In Rovinj sind rund 38.000 registrierte Gäste untergebracht, wobei die Deutschen, Österreicher und Niederländer die zahlreichsten Besucher sind. Auch die Italiener kehren in großer Zahl zurück, insbesondere nach Pula und in ganz Istrien. In den ersten sieben Monaten des Jahres haben ihre Zahlen bereits die Zahlen des Vorjahres um acht Prozent übertroffen. Die Hochsaison der Ferienzeit, Feragosto, hat gerade erst begonnen und die Voraussetzungen für weiteres Wachstum geschaffen. Der Erfolg der Sommersaison wurde von Dolores Dragun, Direktorin des Stoja Camps in Pula, bestätigt, die feststellte, dass der Juli um mehrere Prozent besser war als im Vorjahr. Diese Verbesserung half, einige der Verluste im Juni auszugleichen.
In Pula verzeichnen die Hotels positive Ergebnisse, mit höheren Belegungsquoten bei den mit mehr Sternen bewerteten Einrichtungen und den im Stadtzentrum gelegenen. Diese Objekte sind aufgrund ihrer Nähe zu großen kulturellen Veranstaltungen mit weltberühmten Musikern oft begehrt. Denis Zembo, Inhaber eines familiengeführten Hotels in Pula, erklärte, dass der Juli einen Umsatzanstieg von fünf Prozent mit sich brachte, wobei drei Prozent auf Preiserhöhungen und zwei Prozent auf einen Anstieg der Anzahl der Übernachtungen zurückzuführen sind.
Boris Žgomba, Präsident des Verbands der Reisebüros unter der HGK, äußerte sich besorgt über die Qualität der Touristen und die Auswirkungen von Last-Minute-Buchungen. Žgomba wies Behauptungen zurück, dass kroatische Touristen arm seien, und erklärte, dass solche Bemerkungen eine Beleidigung für diejenigen seien, die besuchen. Stattdessen wies er auf Probleme innerhalb des lokalen Angebots als potenzielle Verbesserungsbereiche hin. Er hob hervor, dass die ersten sieben Monate des Jahres die Ankünfte und Übernachtungen in Kroatien auf dem Niveau des Vorjahres gehalten haben.

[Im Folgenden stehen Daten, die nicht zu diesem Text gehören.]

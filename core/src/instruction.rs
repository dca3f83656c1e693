use std::fmt;

use crate::error::{Error, Result};
use crate::opcode::Opcode;

/// A decoded Chip-8 instruction with its operands.
///
/// Registers are indices `0x0..=0xF`, addresses are 12 bits and `n` is a sprite height.
#[derive(Debug, Clone, Copy, PartialEq, Eq)]
pub enum Instruction {
    /// `00E0`
    ClearScreen,
    /// `00EE`
    Return,
    /// `0nnn` machine code routine on the original hardware
    Sys { addr: u16 },
    /// `1nnn`
    Jump { addr: u16 },
    /// `2nnn`
    Call { addr: u16 },
    /// `3xkk`
    SkipEqImm { x: u8, kk: u8 },
    /// `4xkk`
    SkipNeImm { x: u8, kk: u8 },
    /// `5xy0`
    SkipEqReg { x: u8, y: u8 },
    /// `6xkk`
    LoadImm { x: u8, kk: u8 },
    /// `7xkk`
    AddImm { x: u8, kk: u8 },
    /// `8xy0`
    Move { x: u8, y: u8 },
    /// `8xy1`
    Or { x: u8, y: u8 },
    /// `8xy2`
    And { x: u8, y: u8 },
    /// `8xy3`
    Xor { x: u8, y: u8 },
    /// `8xy4`
    AddReg { x: u8, y: u8 },
    /// `8xy5`
    Sub { x: u8, y: u8 },
    /// `8xy6`
    ShiftRight { x: u8 },
    /// `8xy7`
    SubN { x: u8, y: u8 },
    /// `8xyE`
    ShiftLeft { x: u8 },
    /// `9xy0`
    SkipNeReg { x: u8, y: u8 },
    /// `Annn`
    LoadI { addr: u16 },
    /// `Bnnn`
    JumpOffset { addr: u16 },
    /// `Cxkk`
    Random { x: u8, kk: u8 },
    /// `Dxyn`
    Draw { x: u8, y: u8, n: u8 },
    /// `Ex9E`
    SkipKeyPressed { x: u8 },
    /// `ExA1`
    SkipKeyNotPressed { x: u8 },
    /// `Fx07`
    LoadDelay { x: u8 },
    /// `Fx0A`
    WaitKey { x: u8 },
    /// `Fx15`
    SetDelay { x: u8 },
    /// `Fx18`
    SetSound { x: u8 },
    /// `Fx1E`
    AddI { x: u8 },
    /// `Fx29`
    LoadFont { x: u8 },
    /// `Fx33`
    StoreBcd { x: u8 },
    /// `Fx55`
    StoreRegisters { x: u8 },
    /// `Fx65`
    LoadRegisters { x: u8 },
}

impl Instruction {
    /// Selects the Instruction for an opcode.
    /// Opcodes outside the base instruction set are rejected rather than skipped.
    pub fn decode(op: u16) -> Result<Self> {
        let (x, y, n, kk, addr) = (op.x(), op.y(), op.n(), op.kk(), op.addr());
        let instruction = match op.nibbles() {
            (0x0, 0x0, 0xE, 0x0) => Instruction::ClearScreen,
            (0x0, 0x0, 0xE, 0xE) => Instruction::Return,
            (0x0, ..) => Instruction::Sys { addr },
            (0x1, ..) => Instruction::Jump { addr },
            (0x2, ..) => Instruction::Call { addr },
            (0x3, ..) => Instruction::SkipEqImm { x, kk },
            (0x4, ..) => Instruction::SkipNeImm { x, kk },
            (0x5, .., 0x0) => Instruction::SkipEqReg { x, y },
            (0x6, ..) => Instruction::LoadImm { x, kk },
            (0x7, ..) => Instruction::AddImm { x, kk },
            (0x8, .., 0x0) => Instruction::Move { x, y },
            (0x8, .., 0x1) => Instruction::Or { x, y },
            (0x8, .., 0x2) => Instruction::And { x, y },
            (0x8, .., 0x3) => Instruction::Xor { x, y },
            (0x8, .., 0x4) => Instruction::AddReg { x, y },
            (0x8, .., 0x5) => Instruction::Sub { x, y },
            (0x8, .., 0x6) => Instruction::ShiftRight { x },
            (0x8, .., 0x7) => Instruction::SubN { x, y },
            (0x8, .., 0xE) => Instruction::ShiftLeft { x },
            (0x9, .., 0x0) => Instruction::SkipNeReg { x, y },
            (0xA, ..) => Instruction::LoadI { addr },
            (0xB, ..) => Instruction::JumpOffset { addr },
            (0xC, ..) => Instruction::Random { x, kk },
            (0xD, ..) => Instruction::Draw { x, y, n },
            (0xE, _, 0x9, 0xE) => Instruction::SkipKeyPressed { x },
            (0xE, _, 0xA, 0x1) => Instruction::SkipKeyNotPressed { x },
            (0xF, _, 0x0, 0x7) => Instruction::LoadDelay { x },
            (0xF, _, 0x0, 0xA) => Instruction::WaitKey { x },
            (0xF, _, 0x1, 0x5) => Instruction::SetDelay { x },
            (0xF, _, 0x1, 0x8) => Instruction::SetSound { x },
            (0xF, _, 0x1, 0xE) => Instruction::AddI { x },
            (0xF, _, 0x2, 0x9) => Instruction::LoadFont { x },
            (0xF, _, 0x3, 0x3) => Instruction::StoreBcd { x },
            (0xF, _, 0x5, 0x5) => Instruction::StoreRegisters { x },
            (0xF, _, 0x6, 0x5) => Instruction::LoadRegisters { x },
            _ => return Err(Error::UnsupportedInstruction { opcode: op }),
        };
        Ok(instruction)
    }
}

/// Conventional assembler mnemonics, e.g. `DRW V0, V1, 5`.
impl fmt::Display for Instruction {
    fn fmt(&self, f: &mut fmt::Formatter) -> fmt::Result {
        match *self {
            Instruction::ClearScreen => write!(f, "CLS"),
            Instruction::Return => write!(f, "RET"),
            Instruction::Sys { addr } => write!(f, "SYS {:#05X}", addr),
            Instruction::Jump { addr } => write!(f, "JP {:#05X}", addr),
            Instruction::Call { addr } => write!(f, "CALL {:#05X}", addr),
            Instruction::SkipEqImm { x, kk } => write!(f, "SE V{:X}, {:#04X}", x, kk),
            Instruction::SkipNeImm { x, kk } => write!(f, "SNE V{:X}, {:#04X}", x, kk),
            Instruction::SkipEqReg { x, y } => write!(f, "SE V{:X}, V{:X}", x, y),
            Instruction::LoadImm { x, kk } => write!(f, "LD V{:X}, {:#04X}", x, kk),
            Instruction::AddImm { x, kk } => write!(f, "ADD V{:X}, {:#04X}", x, kk),
            Instruction::Move { x, y } => write!(f, "LD V{:X}, V{:X}", x, y),
            Instruction::Or { x, y } => write!(f, "OR V{:X}, V{:X}", x, y),
            Instruction::And { x, y } => write!(f, "AND V{:X}, V{:X}", x, y),
            Instruction::Xor { x, y } => write!(f, "XOR V{:X}, V{:X}", x, y),
            Instruction::AddReg { x, y } => write!(f, "ADD V{:X}, V{:X}", x, y),
            Instruction::Sub { x, y } => write!(f, "SUB V{:X}, V{:X}", x, y),
            Instruction::ShiftRight { x } => write!(f, "SHR V{:X}", x),
            Instruction::SubN { x, y } => write!(f, "SUBN V{:X}, V{:X}", x, y),
            Instruction::ShiftLeft { x } => write!(f, "SHL V{:X}", x),
            Instruction::SkipNeReg { x, y } => write!(f, "SNE V{:X}, V{:X}", x, y),
            Instruction::LoadI { addr } => write!(f, "LD I, {:#05X}", addr),
            Instruction::JumpOffset { addr } => write!(f, "JP V0, {:#05X}", addr),
            Instruction::Random { x, kk } => write!(f, "RND V{:X}, {:#04X}", x, kk),
            Instruction::Draw { x, y, n } => write!(f, "DRW V{:X}, V{:X}, {}", x, y, n),
            Instruction::SkipKeyPressed { x } => write!(f, "SKP V{:X}", x),
            Instruction::SkipKeyNotPressed { x } => write!(f, "SKNP V{:X}", x),
            Instruction::LoadDelay { x } => write!(f, "LD V{:X}, DT", x),
            Instruction::WaitKey { x } => write!(f, "LD V{:X}, K", x),
            Instruction::SetDelay { x } => write!(f, "LD DT, V{:X}", x),
            Instruction::SetSound { x } => write!(f, "LD ST, V{:X}", x),
            Instruction::AddI { x } => write!(f, "ADD I, V{:X}", x),
            Instruction::LoadFont { x } => write!(f, "LD F, V{:X}", x),
            Instruction::StoreBcd { x } => write!(f, "LD B, V{:X}", x),
            Instruction::StoreRegisters { x } => write!(f, "LD [I], V{:X}", x),
            Instruction::LoadRegisters { x } => write!(f, "LD V{:X}, [I]", x),
        }
    }
}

Er stellte fest, dass dieses Muster seit einiger Zeit beobachtet wird und wahrscheinlich das Ergebnis der Saison prägt. Bezüglich der steigenden Preise entlang der Adriaküste erklärte Žgomba, dass die Preisgestaltung ein marktgesteuerter Faktor ist und den Marktkräften überlassen werden sollte. Er argumentierte, dass, wenn es genügend Nachfrage gibt, die Preise nicht zu hoch sind. Er forderte die Immobilienbesitzer auf, ihr Angebot anhand des realen Wertes und der Marktbedingungen anzupassen. Žgomba forderte auch eine größere Aufmerksamkeit auf interne Mängel im kroatischen Tourismusbereich und schlug vor, dass die Verbesserung des lokalen Angebots zu besseren Gästeerlebnissen führen würde.
Er schloss mit der Aufforderung, sich eher auf inländische Verbesserungen als auf äußere Kritik zu konzentrieren, und betonte, dass die Bewältigung dieser Probleme die allgemeine Attraktivität Kroatiens als Reiseziel erhöhen würde.Der anhaltende Erfolg der Sommersaison, der durch Veranstaltungen wie das Festival für elektronische Musik in Cave Romane unterstützt wird, unterstreicht die wachsende Attraktivität Istriens als Reiseziel.